Table 3 lists dose schedules used by several investigators and the corresponding number of courses without dose reduction. When PEG-LD was dosed up to 40 mg/m2, full doses of the drug were maintained with a dose intensity of about 13.4 mg/m2 per week. Dosing intervals may be increased, if necessary, for patients to tolerate therapy. Table 4 shows currently recommended dosing adjustments for stomatitis.
Patients receiving intravenous infusions of PEG-LD may complain of the sudden onset of one or more of the following: flushing, facial swelling, headache, back pain, chills, light-headedness (associated with mild hypotension), tightness in the chest and throat, and shortness of breath.
This reaction was first observed during phase I studies when PEG-LD was given by piggyback administration (ie, drug was injected into an existing intravenous line) over a rapid time period. Further experience showed that decreasing the rate of delivery of liposomal particles into the bloodstream reduced this toxicity. Infusion-related reactions may occur more frequently when the drug is delivered by a centrally placed intravenous line, due to the faster drug passage into the circulation. Similar instances of these types of reactions have been reported with the administration of other intravenously delivered colloidal imaging agents. This constellation of symptoms and signs also occurs with the administration of placebo liposomes.
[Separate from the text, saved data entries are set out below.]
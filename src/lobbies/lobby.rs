use axum::{debug_handler, extract::{Path, Query, State}, Json};
use serde::Deserialize;

use crate::{
    db::{GameId, LobbyId, UserId},
    machine::{LeaveOutcome, LobbyInput, LobbyMachine, Paging},
    session::CurrentUser,
    views::LobbyView,
    AppResult,
};

#[derive(Debug, Deserialize)]
pub(crate) struct SearchQuery {
    game_id: Option<GameId>,
    page: Option<u32>,
    limit: Option<u32>,
}

#[debug_handler(state = crate::AppState)]
pub(crate) async fn search(
    State(machine): State<LobbyMachine>,
    Query(SearchQuery { game_id, page, limit }): Query<SearchQuery>,
) -> AppResult<Json<Vec<LobbyView>>> {
    let lobbies = machine.search_open(game_id, Paging::new(page, limit, 10, 100)).await?;
    Ok(Json(lobbies))
}

#[debug_handler(state = crate::AppState)]
pub(crate) async fn get_lobby(
    State(machine): State<LobbyMachine>,
    Path(lobby_id): Path<LobbyId>,
) -> AppResult<Json<LobbyView>> {
    Ok(Json(machine.get_lobby(lobby_id).await?))
}

#[debug_handler(state = crate::AppState)]
pub(crate) async fn join(
    State(machine): State<LobbyMachine>,
    CurrentUser(user_id): CurrentUser,
    Path(lobby_id): Path<LobbyId>,
) -> AppResult<Json<LobbyView>> {
    Ok(Json(machine.join_lobby(user_id, lobby_id).await?))
}

#[debug_handler(state = crate::AppState)]
pub(crate) async fn leave(
    State(machine): State<LobbyMachine>,
    CurrentUser(user_id): CurrentUser,
) -> AppResult<Json<LeaveOutcome>> {
    Ok(Json(machine.leave_lobby(user_id).await?))
}

#[debug_handler(state = crate::AppState)]
pub(crate) async fn update(
    State(machine): State<LobbyMachine>,
    CurrentUser(user_id): CurrentUser,
    Path(lobby_id): Path<LobbyId>,
    Json(input): Json<LobbyInput>,
) -> AppResult<Json<LobbyView>> {
    Ok(Json(machine.update_lobby(user_id, lobby_id, input).await?))
}

#[debug_handler(state = crate::AppState)]
pub(crate) async fn kick(
    State(machine): State<LobbyMachine>,
    CurrentUser(user_id): CurrentUser,
    Path((lobby_id, target_id)): Path<(LobbyId, UserId)>,
) -> AppResult<Json<LobbyView>> {
    Ok(Json(machine.kick_member(user_id, lobby_id, target_id).await?))
}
In patients with AIDS-KS, PEG-LD infusion-related reactions most likely occur with the first infusion, and if not present initially, tend not to occur with subsequent doses. These reactions occur infrequently: In one large study they were observed in only 48 of 705 patients (6.8%) and only during the first cycle of therapy. Patients who experience infusion reactions are often described as appearing lobster red, or present with widespread skin coloration like an extreme sunburn. The flushing is nonpruritic, and although it may be alarming to patients, it generally disappears within a few minutes. The same phenomenon has been observed when patients were given the drug diluted in normal saline rather than dextrose(Drug information on dextrose). Even flushing out the intravenous infusion lines with saline may precipitate the episode. Rechallenging the patient with the same dose usually does not result in a recurrence of the phenomenon, and its presence does not require discontinuation of therapy.[3,5] The reaction has been referred to as a pseudo-allergic reaction because it improves with rechallenge. However, although it looks very much like a histamine reaction, it is apparently not related to histamine release.
Infusion-related reactions with peg-ylated liposomal doxorubicin can generally be avoided by decreasing the infusion rate, and by administering the first 25% of the dose over a 1-hour period, and the remainder over the next 1-1/2 hours. All subsequent infusions can deliver the total dose over a period of 1 hour. Diphenhydramine(Drug information on diphenhydramine) and topical steroids are reported to provide relief for local infusion-related reactions. In addition, the drug should be prediluted in dextrose to minimize the chances of poor admixture and streaming into the infusion lines in a more concentrated form.
Extravasation of doxorubicin can cause local tissue necrosis which in some cases is severe enough to require surgical excision and skin grafting. PEG-LD has been shown to lack vesicant properties, and has been labeled an irritant. In patients with AIDS-KS, only slight edema and erythema with no long-term sequelae from extravasation of PEG-LD was observed.